[[ INPUT MATERIAL open ]]

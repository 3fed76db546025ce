use mutasi_core::error::MutasiError;
use mutasi_core::template::{self, PRESETS};
use std::path::Path;

use crate::output;

pub fn list() -> Result<(), MutasiError> {
    println!("Available statement templates:\n");
    for name in PRESETS {
        let t = template::load_preset(name)?;
        println!("  {:<8} {}", name, t.sentinel.text);
        if let Some(ref desc) = t.description {
            println!("           {}", desc);
        }
        println!();
    }
    Ok(())
}

pub fn show(preset: &str) -> Result<(), MutasiError> {
    let t = template::load_preset(preset)?;
    output::json::print(&t)
}

pub fn validate(file: &Path) -> Result<(), MutasiError> {
    let t = template::load_template(file)?;

    let b = &t.default_boundaries;
    println!("Template '{}' is valid.", t.name);
    println!("  Header row: {}", t.sentinel.text);
    println!(
        "  Default boundaries: date < {}, amount >= {}, balance >= {}",
        b.date_max, b.mutasi_min, b.saldo_min
    );
    println!("  Summary prefixes: {}", t.summary_prefixes.join(", "));

    let mut warnings = Vec::new();
    for token in &t.sentinel.tokens {
        if !t.sentinel.text.split_whitespace().any(|w| w == token) {
            warnings.push(format!(
                "sentinel token '{}' does not appear in sentinel text",
                token
            ));
        }
    }
    if t.header_markers.is_empty() {
        warnings.push("no header markers: account info will not be emitted".to_string());
    }

    if !warnings.is_empty() {
        println!("\nWarnings:");
        for w in &warnings {
            println!("  - {}", w);
        }
    }

    Ok(())
}
impl<K: Key, V: Value, C: Comparator> Database<K, V, C> {
    /// Create a new database handle
    pub(crate) fn new(
        env_inner: Arc<crate::env::EnvInner>,
        name: Option<String>,
        info: DbInfo,
    ) -> Self {
        Self { env_inner, name, info, _phantom: PhantomData }
    }

    /// Open a database in the environment
    pub fn open(
        env: &Environment<state::Open>,
        name: Option<&str>,
        flags: DatabaseFlags,
    ) -> Result<Self> {
        let inner = env.inner();

        // Check if it's the main database (no name)
        if name.is_none() {
            let info = inner
                .databases
                .read()
                .unwrap()
                .get(&None)
                .copied()
                .ok_or(Error::InvalidDatabase)?;

            return Ok(Self { env_inner: inner.clone(), name: None, info, _phantom: PhantomData });
        }

        // For named databases, we need to check the catalog
        // First check the cache
        if let Some(info) = inner.databases.read().unwrap().get(&name.map(|s| s.to_string())) {
            return Ok(Self {
                env_inner: inner.clone(),
                name: name.map(|s| s.to_string()),
                info: *info,
                _phantom: PhantomData,
            });
        }

        // Not in cache, need to look in the catalog or create
        if flags.contains(DatabaseFlags::CREATE) {
            // Create a new database
            let mut txn = env.write_txn()?;

            // Check catalog first
            if let Some(info) = crate::catalog::Catalog::get_database(&txn, name.unwrap())? {
                // Already exists in catalog
                txn.abort();

                // Cache it
                inner.databases.write().unwrap().insert(name.map(|s| s.to_string()), info);

                Ok(Self {
                    env_inner: inner.clone(),
                    name: name.map(|s| s.to_string()),
                    info,
                    _phantom: PhantomData,
                })
            } else {
                // Create new database
                let (root_id, root_page) = txn.alloc_page(crate::page::PageFlags::LEAF)?;
                root_page.header.num_keys = 0;

                let info = DbInfo {
                    flags: flags.bits(),
                    depth: 1,
                    branch_pages: 0,
                    leaf_pages: 1,
                    overflow_pages: 0,
                    entries: 0,
                    root: root_id,
                    last_key_page: PageId(0),
                sequence: 0,
                };

                // Store in catalog
                crate::catalog::Catalog::put_database(&mut txn, name.unwrap(), &info)?;

                // Update transaction's database list
                txn.update_db_info(name, info)?;

                // Commit the transaction
                txn.commit()?;

                // Cache it
                inner.databases.write().unwrap().insert(name.map(|s| s.to_string()), info);

                Ok(Self {
                    env_inner: inner.clone(),
                    name: name.map(|s| s.to_string()),
                    info,
                    _phantom: PhantomData,
                })
            }
        } else {
            // Must exist - check catalog
            let txn = env.read_txn()?;

            if let Some(info) = crate::catalog::Catalog::get_database(&txn, name.unwrap())? {
                // Cache it
                inner.databases.write().unwrap().insert(name.map(|s| s.to_string()), info);

                Ok(Self {
                    env_inner: inner.clone(),
                    name: name.map(|s| s.to_string()),
                    info,
                    _phantom: PhantomData,
                })
            } else {
                Err(Error::InvalidDatabase)
            }
        }
    }

    /// Get a value from the database
    pub fn get<'txn, M: Mode>(&self, txn: &Transaction<'txn, M>, key: &K) -> Result<Option<V>> {
        let key_bytes = key.encode()?;

        // Try to get the latest database info from the transaction first
        // This is important for consistency within a transaction
        let db_info = match txn.db_info(self.name.as_deref()) {
            Ok(info) => info,
            Err(_) => {
                // Not in transaction cache, use our cached info
                // Note: For read transactions from a reopened environment,
                // the entries count may be stale, but the root page is correct
                &self.info
            }
        };

        // Don't check entries count for read transactions as it may be stale
        // Just check if we have a valid root page
        if db_info.root == crate::error::PageId(0) {
            return Ok(None);
        }

        match BTree::<C>::search(txn, db_info.root, &key_bytes)? {
            Some(value_bytes) => {
                let value = V::decode(&value_bytes)?;
                Ok(Some(value))
            }
            None => Ok(None),
        }
    }

    /// Put a value into the database
    pub fn put(
        &self,
        txn: &mut Transaction<'_, crate::txn::Write>,
        key: K,
        value: V,
    ) -> Result<()> {
        let key_bytes = key.encode()?;
        let value_bytes = value.encode()?;

        // Get mutable db info
        let db_info = txn.db_info(self.name.as_deref())?;
        let mut info = *db_info;
        let mut root = info.root;

        // Relieve dirty-list memory pressure before the insert grows it
        // further; the root is about to be touched again regardless of path.
        txn.maybe_spill(&[root])?;

        // Check if DUPSORT is enabled
        if crate::dupsort::DupSort::is_dupsort(info.flags) {
            // Use DUPSORT insert
            crate::dupsort::DupSort::insert(txn, &mut info, &key_bytes, &value_bytes)?;
            root = info.root;
        } else {
            // Regular insert
            BTree::<C>::insert(txn, &mut root, &mut info, &key_bytes, &value_bytes)?;
        }

        // Update db info if root changed
        if root != info.root {
            info.root = root;
        }

        // Update transaction's database info
        txn.update_db_info(self.name.as_deref(), info)?;

        Ok(())
    }

    /// Delete a value from the database
    pub fn delete(&self, txn: &mut Transaction<'_, crate::txn::Write>, key: &K) -> Result<bool> {
        let key_bytes = key.encode()?;

        // Get mutable db info
        let db_info = txn.db_info(self.name.as_deref())?;
        let mut info = *db_info;
        let mut root = info.root;

        let result = BTree::<C>::delete(txn, &mut root, &mut info, &key_bytes)?;
        if result.is_some() {
            // Update db info if needed
            if root != info.root {
                info.root = root;
            }
            txn.update_db_info(self.name.as_deref(), info)?;
            Ok(true)
        } else {
            Ok(false)
        }
    }

    /// Get the database name
    pub fn name(&self) -> Option<&str> {
        self.name.as_deref()
    }

    /// Clear all entries from the database
    pub fn clear(&self, txn: &mut Transaction<'_, crate::txn::Write>) -> Result<()> {
        // Allocate a new empty root page
        let (new_root_id, new_root) = txn.alloc_page(crate::page::PageFlags::LEAF)?;

        // Initialize the new root page as an empty leaf
        new_root.header.num_keys = 0;

        // Update database info
        let db_info = txn.db_info(self.name.as_deref())?;
        let mut info = *db_info;

        // Free all pages in the old tree
        if info.root.0 != 0 && info.root != new_root_id {
            crate::tree_utils::free_tree(txn, info.root)?;
        }

        info.root = new_root_id;
        info.entries = 0;
        info.depth = 0;
        info.leaf_pages = 1;
        info.branch_pages = 0;
        info.overflow_pages = 0;

        txn.update_db_info(self.name.as_deref(), info)?;

        Ok(())
    }

    /// Create a cursor for iterating over the database
    pub fn cursor<'txn, M: crate::txn::mode::Mode>(
        &'txn self,
        txn: &'txn Transaction<'txn, M>,
    ) -> Result<crate::cursor::Cursor<'txn, K, V, C>> {
        crate::cursor::Cursor::new(txn, self)
    }

    /// Get the number of entries in the database
    pub fn len<M: Mode>(&self, txn: &Transaction<'_, M>) -> Result<u64> {
        let db_info = txn.db_info(self.name.as_deref())?;
        Ok(db_info.entries)
    }

    /// Check if the database is empty
    pub fn is_empty<M: Mode>(&self, txn: &Transaction<'_, M>) -> Result<bool> {
        Ok(self.len(txn)? == 0)
    }

    /// Put a value into the database with duplicate support
    /// If DUPSORT is enabled, this allows multiple values per key
    pub fn put_dup(
        &self,
        txn: &mut Transaction<'_, crate::txn::Write>,
        key: K,
        value: V,
    ) -> Result<()> {
        let key_bytes = key.encode()?;
        let value_bytes = value.encode()?;

        // Get mutable db info
        let db_info = txn.db_info(self.name.as_deref())?;
        let mut info = *db_info;

        if crate::dupsort::DupSort::is_dupsort(info.flags) {
            // Use dupsort insertion
            crate::dupsort::DupSort::insert(txn, &mut info, &key_bytes, &value_bytes)?;
        } else {
            // Regular insertion
            let mut root = info.root;
            BTree::<C>::insert(txn, &mut root, &mut info, &key_bytes, &value_bytes)?;
            if root != info.root {
                info.root = root;
            }
        }

        // Update transaction's database info
        txn.update_db_info(self.name.as_deref(), info)?;

        Ok(())
    }

    /// Get all values for a key (for DUPSORT databases)
    pub fn get_all<'txn, M: Mode>(&self, txn: &Transaction<'txn, M>, key: &K) -> Result<Vec<V>> {
        let key_bytes = key.encode()?;

        // Get current database info from transaction
        let db_info = txn.db_info(self.name.as_deref())?;

        if crate::dupsort::DupSort::is_dupsort(db_info.flags) {
            let values = crate::dupsort::DupSort::get_all(txn, db_info.root, &key_bytes)?;
            let mut decoded_values = Vec::with_capacity(values.len());
            for value_bytes in values {
                decoded_values.push(V::decode(&value_bytes)?);
            }
            Ok(decoded_values)
        } else {
            // Regular get - return single value as array
            match BTree::<C>::search(txn, db_info.root, &key_bytes)? {
                Some(value_bytes) => {
                    let value = V::decode(&value_bytes)?;
                    Ok(vec![value])
                }
                None => Ok(Vec::new()),
            }
        }
    }

    /// Delete a specific value for a key (for DUPSORT databases)
    pub fn delete_dup(
        &self,
        txn: &mut Transaction<'_, crate::txn::Write>,
        key: &K,
        value: &V,
    ) -> Result<bool> {
        let key_bytes = key.encode()?;
        let value_bytes = value.encode()?;

        // Get mutable db info
        let db_info = txn.db_info(self.name.as_deref())?;
        let mut info = *db_info;

        let deleted = if crate::dupsort::DupSort::is_dupsort(info.flags) {
            crate::dupsort::DupSort::delete(txn, &mut info, &key_bytes, &value_bytes)?
        } else {
            // For non-DUPSORT, delete only if value matches
            match BTree::<C>::search(txn, info.root, &key_bytes)? {
                Some(existing_value) => {
                    if existing_value == value_bytes {
                        let mut root = info.root;
                        BTree::<C>::delete(txn, &mut root, &mut info, &key_bytes)?;
                        if root != info.root {
                            info.root = root;
                        }
                        true
                    } else {
                        false
                    }
                }
                None => false,
            }
        };

        // Update transaction's database info
        txn.update_db_info(self.name.as_deref(), info)?;

        Ok(deleted)
    }
}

[[ INPUT MATERIAL closed ]]

■ WORK TO BE COMPLETED
Filter the records for the word "file" and show every line that has it.

■ ANSWER TO THIS TASK
pub fn validate(file: &Path) -> Result<(), MutasiError> {
    let t = template::load_template(file)?;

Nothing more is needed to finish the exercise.